Parallel.ForEach with HttpClient in C#
Use case:
we want to call remote server asynchronously to get the data for an array of inputs. To improve the performance, we have decided to use Parallel.ForEach
.
Problem statement:
When we use asyncHttpClient
inside Parallel.ForEach
, we are getting empty results (control returns before completing the async call) for some of the below examples. So, let's find out which one we have to use for the expected result.
Let's assume, we have a list of inputs that need to be passed to HttpClient.
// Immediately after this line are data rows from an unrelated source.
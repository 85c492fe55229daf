//! Metrics Tools
//!
//! Namespace and metadata discovery, plus CRUD over stored metric definitions.

use serde::{Deserialize, Serialize};
use serde_json::Value;

use super::registry::{
    RegisteredTool, ToolBuilder, ToolCategory, ToolContext, ToolRegistry, ToolResult,
};
use super::{parse_args, path_segment, split_id, to_body};
use crate::backend::BackendRequest;

/// Register metrics tools with the registry
pub fn register_tools(registry: &mut ToolRegistry) {
    registry.register_tool(get_metrics_namespaces_tool());
    registry.register_tool(get_metrics_metadata_tool());
    registry.register_tool(create_metric_tool());
    registry.register_tool(get_metrics_tool());
    registry.register_tool(update_metric_tool());
    registry.register_tool(delete_metric_tool());
    registry.register_tool(get_metric_by_id_tool());
}

fn non_empty(value: Option<String>) -> Option<String> {
    value.filter(|v| !v.is_empty())
}

#[derive(Debug, Deserialize)]
#[serde(deny_unknown_fields)]
struct NamespacesParams {
    account_id: String,
    region: String,
    timerange: String,
}

#[derive(Debug, Deserialize)]
#[serde(deny_unknown_fields)]
struct MetadataParams {
    account_id: String,
    region: String,
    timerange: String,
    service: String,
}

fn default_metric_type() -> String {
    "gauge".to_string()
}

/// Arguments of `create_metric`; also the outbound payload.
#[derive(Debug, Deserialize, Serialize)]
#[serde(deny_unknown_fields)]
struct CreateMetricParams {
    name: String,
    namespace: String,
    account_id: String,
    region: String,
    #[serde(default = "default_metric_type")]
    metric_type: String,
    #[serde(default, skip_serializing_if = "Option::is_none")]
    description: Option<String>,
}

#[derive(Debug, Deserialize)]
#[serde(deny_unknown_fields)]
struct ListMetricsParams {
    account_id: String,
    region: String,
    #[serde(default)]
    namespace: Option<String>,
    #[serde(default)]
    metric_name: Option<String>,
}

/// Updatable metric fields. Only the fields that are set go on the wire.
#[derive(Debug, Default, Deserialize, Serialize)]
#[serde(deny_unknown_fields)]
pub struct MetricChanges {
    #[serde(default, skip_serializing_if = "Option::is_none")]
    pub name: Option<String>,
    #[serde(default, skip_serializing_if = "Option::is_none")]
    pub description: Option<String>,
    #[serde(default, skip_serializing_if = "Option::is_none")]
    pub metric_type: Option<String>,
}

impl MetricChanges {
    fn without_empty(self) -> Self {
        Self {
            name: non_empty(self.name),
            description: non_empty(self.description),
            metric_type: non_empty(self.metric_type),
        }
    }
}

#[derive(Debug, Deserialize)]
#[serde(deny_unknown_fields)]
struct MetricIdParams {
    metric_id: String,
}

fn metric_id_schema(description: &str) -> Value {
    serde_json::json!({
        "type": "object",
        "properties": {
            "metric_id": {"type": "string", "description": description}
        },
        "required": ["metric_id"]
    })
}

fn metric_path(metric_id: &str) -> String {
    format!("/api/v1/metrics/{}", path_segment(metric_id))
}

// ============================================================================
// Discovery
// ============================================================================

fn get_metrics_namespaces_tool() -> RegisteredTool {
    ToolBuilder::new("get_metrics_namespaces")
        .description(
            "Get available metrics namespaces for an AWS account and region. \
             Use when asking about metrics namespaces or CloudWatch namespaces.",
        )
        .input_schema(serde_json::json!({
            "type": "object",
            "properties": {
                "account_id": {"type": "string", "description": "AWS account ID"},
                "region": {"type": "string", "description": "AWS region (e.g., us-east-1)"},
                "timerange": {
                    "type": "string",
                    "description": "Time range for metrics (e.g., 1h, 24h, 7d)"
                }
            },
            "required": ["account_id", "region", "timerange"]
        }))
        .category(ToolCategory::Read)
        .build(get_metrics_namespaces_handler)
}

async fn get_metrics_namespaces_handler(ctx: ToolContext, args: Value) -> ToolResult {
    let params: NamespacesParams = parse_args(args)?;
    let request = BackendRequest::get("/metrics-namespaces")
        .with_query("account_id", Some(params.account_id.as_str()))
        .with_query("region", Some(params.region.as_str()))
        .with_query("timerange", Some(params.timerange.as_str()));
    Ok(ctx.gateway.call(&ctx.request, request).await)
}

fn get_metrics_metadata_tool() -> RegisteredTool {
    ToolBuilder::new("get_metrics_metadata")
        .description(
            "Get metrics metadata for a specific AWS service. \
             Use when asking about metrics details or available metrics for a service.",
        )
        .input_schema(serde_json::json!({
            "type": "object",
            "properties": {
                "account_id": {"type": "string", "description": "AWS account ID"},
                "region": {"type": "string", "description": "AWS region"},
                "timerange": {"type": "string", "description": "Time range for metrics"},
                "service": {
                    "type": "string",
                    "description": "AWS service name (e.g., EC2, Lambda, RDS)"
                }
            },
            "required": ["account_id", "region", "timerange", "service"]
        }))
        .category(ToolCategory::Read)
        .build(get_metrics_metadata_handler)
}

async fn get_metrics_metadata_handler(ctx: ToolContext, args: Value) -> ToolResult {
    let params: MetadataParams = parse_args(args)?;
    let request = BackendRequest::get("/metrics-metadata")
        .with_query("account_id", Some(params.account_id.as_str()))
        .with_query("region", Some(params.region.as_str()))
        .with_query("timerange", Some(params.timerange.as_str()))
        .with_query("service", Some(params.service.as_str()));
    Ok(ctx.gateway.call(&ctx.request, request).await)
}

// ============================================================================
// Metric definitions
// ============================================================================

fn create_metric_tool() -> RegisteredTool {
    ToolBuilder::new("create_metric")
        .description("Create a metric definition in the backend.")
        .input_schema(serde_json::json!({
            "type": "object",
            "properties": {
                "name": {"type": "string", "description": "Metric name"},
                "namespace": {"type": "string", "description": "Metric namespace"},
                "account_id": {"type": "string", "description": "AWS account ID"},
                "region": {"type": "string", "description": "AWS region"},
                "metric_type": {"type": "string", "default": "gauge", "description": "Metric type"},
                "description": {"type": "string", "description": "Metric description (optional)"}
            },
            "required": ["name", "namespace", "account_id", "region"]
        }))
        .category(ToolCategory::Write)
        .build(create_metric_handler)
}

async fn create_metric_handler(ctx: ToolContext, args: Value) -> ToolResult {
    let mut params: CreateMetricParams = parse_args(args)?;
    params.description = non_empty(params.description);
    let request = BackendRequest::post("/api/v1/metrics")
        .with_body(to_body(&params)?);
    Ok(ctx.gateway.call(&ctx.request, request).await)
}

fn get_metrics_tool() -> RegisteredTool {
    ToolBuilder::new("get_metrics")
        .description("Retrieve metrics from the backend, optionally filtered by namespace or name.")
        .input_schema(serde_json::json!({
            "type": "object",
            "properties": {
                "account_id": {"type": "string", "description": "AWS account ID"},
                "region": {"type": "string", "description": "AWS region"},
                "namespace": {"type": "string", "description": "Filter by namespace (optional)"},
                "metric_name": {"type": "string", "description": "Filter by metric name (optional)"}
            },
            "required": ["account_id", "region"]
        }))
        .category(ToolCategory::Read)
        .build(get_metrics_handler)
}

async fn get_metrics_handler(ctx: ToolContext, args: Value) -> ToolResult {
    let params: ListMetricsParams = parse_args(args)?;
    let namespace = non_empty(params.namespace);
    let metric_name = non_empty(params.metric_name);
    let request = BackendRequest::get("/api/v1/metrics")
        .with_query("account_id", Some(params.account_id.as_str()))
        .with_query("region", Some(params.region.as_str()))
        .with_query("namespace", namespace.as_deref())
        .with_query("metric_name", metric_name.as_deref());
    Ok(ctx.gateway.call(&ctx.request, request).await)
}

fn update_metric_tool() -> RegisteredTool {
    ToolBuilder::new("update_metric")
        .description("Update an existing metric by ID in the backend.")
        .input_schema(serde_json::json!({
            "type": "object",
            "properties": {
                "metric_id": {"type": "string", "description": "The metric ID to update"},
                "name": {"type": "string", "description": "New metric name"},
                "description": {"type": "string", "description": "New description"},
                "metric_type": {"type": "string", "description": "New metric type"}
            },
            "required": ["metric_id"]
        }))
        .category(ToolCategory::Write)
        .build(update_metric_handler)
}

async fn update_metric_handler(ctx: ToolContext, args: Value) -> ToolResult {
    let (metric_id, changes): (String, MetricChanges) = split_id(args, "metric_id")?;
    let request = BackendRequest::put(metric_path(&metric_id))
        .with_body(to_body(&changes.without_empty())?);
    Ok(ctx.gateway.call(&ctx.request, request).await)
}

fn delete_metric_tool() -> RegisteredTool {
    ToolBuilder::new("delete_metric")
        .description("Delete a metric by ID in the backend.")
        .input_schema(metric_id_schema("The metric ID to delete"))
        .category(ToolCategory::Write)
        .build(delete_metric_handler)
}

async fn delete_metric_handler(ctx: ToolContext, args: Value) -> ToolResult {
    let params: MetricIdParams = parse_args(args)?;
    let request = BackendRequest::delete(metric_path(&params.metric_id));
    Ok(ctx.gateway.call(&ctx.request, request).await)
}

fn get_metric_by_id_tool() -> RegisteredTool {
    ToolBuilder::new("get_metric_by_id")
        .description("Retrieve a metric by ID from the backend.")
        .input_schema(metric_id_schema("The metric ID to retrieve"))
        .category(ToolCategory::Read)
        .build(get_metric_by_id_handler)
}

async fn get_metric_by_id_handler(ctx: ToolContext, args: Value) -> ToolResult {
    let params: MetricIdParams = parse_args(args)?;
    let request = BackendRequest::get(metric_path(&params.metric_id));
    Ok(ctx.gateway.call(&ctx.request, request).await)
}

#[cfg(test)]
mod tests {
    use super::*;
    use crate::tools::ToolError;
    use crate::tools::test_support::Recorder;
    use crate::tools::ToolRegistry;
    use axum::http::Method;
    use serde_json::json;

    #[tokio::test]
    async fn test_namespaces_sends_query() {
        let recorder = Recorder::spawn().await;

        get_metrics_namespaces_handler(
            recorder.ctx.clone(),
            json!({"account_id": "123", "region": "us-east-1", "timerange": "1h"}),
        )
        .await
        .unwrap();

        let sent = recorder.last();
        assert_eq!(sent.method, Method::GET);
        assert_eq!(sent.path, "/metrics-namespaces");
        assert_eq!(
            sent.query.as_deref(),
            Some("account_id=123&region=us-east-1&timerange=1h")
        );
    }

    #[tokio::test]
    async fn test_metadata_requires_service() {
        let recorder = Recorder::spawn().await;

        let err = get_metrics_metadata_handler(
            recorder.ctx.clone(),
            json!({"account_id": "123", "region": "us-east-1", "timerange": "1h"}),
        )
        .await
        .unwrap_err();

        assert!(matches!(err, ToolError::InvalidArguments(_)));
        assert_eq!(recorder.count(), 0);
    }

    #[tokio::test]
    async fn test_create_metric_defaults_type_and_omits_description() {
        let recorder = Recorder::spawn().await;

        create_metric_handler(
            recorder.ctx.clone(),
            json!({
                "name": "latency",
                "namespace": "app",
                "account_id": "1",
                "region": "eu-west-1"
            }),
        )
        .await
        .unwrap();

        let sent = recorder.last();
        assert_eq!(sent.method, Method::POST);
        assert_eq!(sent.path, "/api/v1/metrics");
        assert_eq!(
            sent.body,
            Some(json!({
                "name": "latency",
                "namespace": "app",
                "account_id": "1",
                "region": "eu-west-1",
                "metric_type": "gauge"
            }))
        );
    }

    #[tokio::test]
    async fn test_get_metrics_skips_unset_filters() {
        let recorder = Recorder::spawn().await;

        get_metrics_handler(
            recorder.ctx.clone(),
            json!({"account_id": "1", "region": "r", "metric_name": "cpu"}),
        )
        .await
        .unwrap();

        assert_eq!(
            recorder.last().query.as_deref(),
            Some("account_id=1&region=r&metric_name=cpu")
        );
    }

    #[tokio::test]
    async fn test_update_metric_sends_only_set_fields() {
        let recorder = Recorder::spawn().await;

        update_metric_handler(
            recorder.ctx.clone(),
            json!({"metric_id": "m 1", "description": "p99", "name": ""}),
        )
        .await
        .unwrap();

        let sent = recorder.last();
        assert_eq!(sent.method, Method::PUT);
        assert_eq!(sent.path, "/api/v1/metrics/m%201");
        assert_eq!(sent.body, Some(json!({"description": "p99"})));
    }

    #[tokio::test]
    async fn test_metric_by_id_routes() {
        let recorder = Recorder::spawn().await;
        let registry = ToolRegistry::with_default_tools();

        let tool = registry.resolve("delete_metric").unwrap();
        tool.invoke(recorder.ctx.clone(), json!({"metric_id": "m-2"}))
            .await
            .unwrap();
        assert_eq!(recorder.last().method, Method::DELETE);
        assert_eq!(recorder.last().path, "/api/v1/metrics/m-2");

        let tool = registry.resolve("get_metric_by_id").unwrap();
        tool.invoke(recorder.ctx.clone(), json!({"metric_id": "m-3"}))
            .await
            .unwrap();
        assert_eq!(recorder.last().method, Method::GET);
        assert_eq!(recorder.last().path, "/api/v1/metrics/m-3");
    }
}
List<int> sampleList = Enumerable.Range(1, 10).ToList();
async Task<string> callRemote()
{
var httpClient = new HttpClient();
var result = await httpClient.GetStringAsync("https://www.boredapi.com/api/activity");
return result;
}
Consider the below examples.
Example 1:
List<string> outputList1 = new List<string>();
Parallel.ForEach(sampleList, async i =>
{
outputList1.Add(await callRemote());
Console.WriteLine("Example 1 Executed at {0} ", i);
});
Console.WriteLine(outputList1.Count); //Outputs: 0
This returns 0 as the Console.WriteLine executes before completing the parallel execution. Note that, callRemote() method uses async/await
.
Example 2:
var outputList2 = new System.Collections.Concurrent.ConcurrentBag<string>();
Parallel.ForEach(sampleList, async i =>
{
outputList2.Add(await callRemote());
Console.WriteLine("Example 2 Executed at {0} ", i);
});
Console.WriteLine(outputList2.Count); //Outputs: 0
This also returns 0 as the Console.WriteLine executes before completing the parallel execution. Even though we have used thread-safe ConcurrentBag, still we are not getting the expected result.
Example 3:
var outputList3 = new List<string>();
var cancellationToken = new CancellationToken();
await Parallel.ForEachAsync(sampleList, async (i, cancellationToken) =>
{
outputList3.Add(await callRemote());
Console.WriteLine("Example 3 Executed at {0} ", i);
});
Console.WriteLine(outputList3.Count);
/* Outputs:
Example 3 Executed at 5
Example 3 Executed at 1
Example 3 Executed at 8
Example 3 Executed at 9
Example 3 Executed at 10
Example 3 Executed at 6
Example 3 Executed at 7
Example 3 Executed at 4
Example 3 Executed at 3
Example 3 Executed at 2
*/
We used Parallel.ForEachAsync to call remote data with async/await
statement and it returns the expected result.
Example 4:
var outputList4 = new List<string>();
Parallel.ForEach(sampleList, i =>
{
outputList4.Add(callRemote().Result);
Console.WriteLine("Example 4 Executed at {0} ", i);
});
Console.WriteLine(outputList4.Count);
/* Outputs:
Example 4 Executed at 3
Example 4 Executed at 9
Example 4 Executed at 2
Example 4 Executed at 10
Example 4 Executed at 4
Example 4 Executed at 1
Example 4 Executed at 6
Example 4 Executed at 7
Example 4 Executed at 5
Example 4 Executed at 8
*/
We used Parallel.ForEach with synchronization call to the remote method callRemote().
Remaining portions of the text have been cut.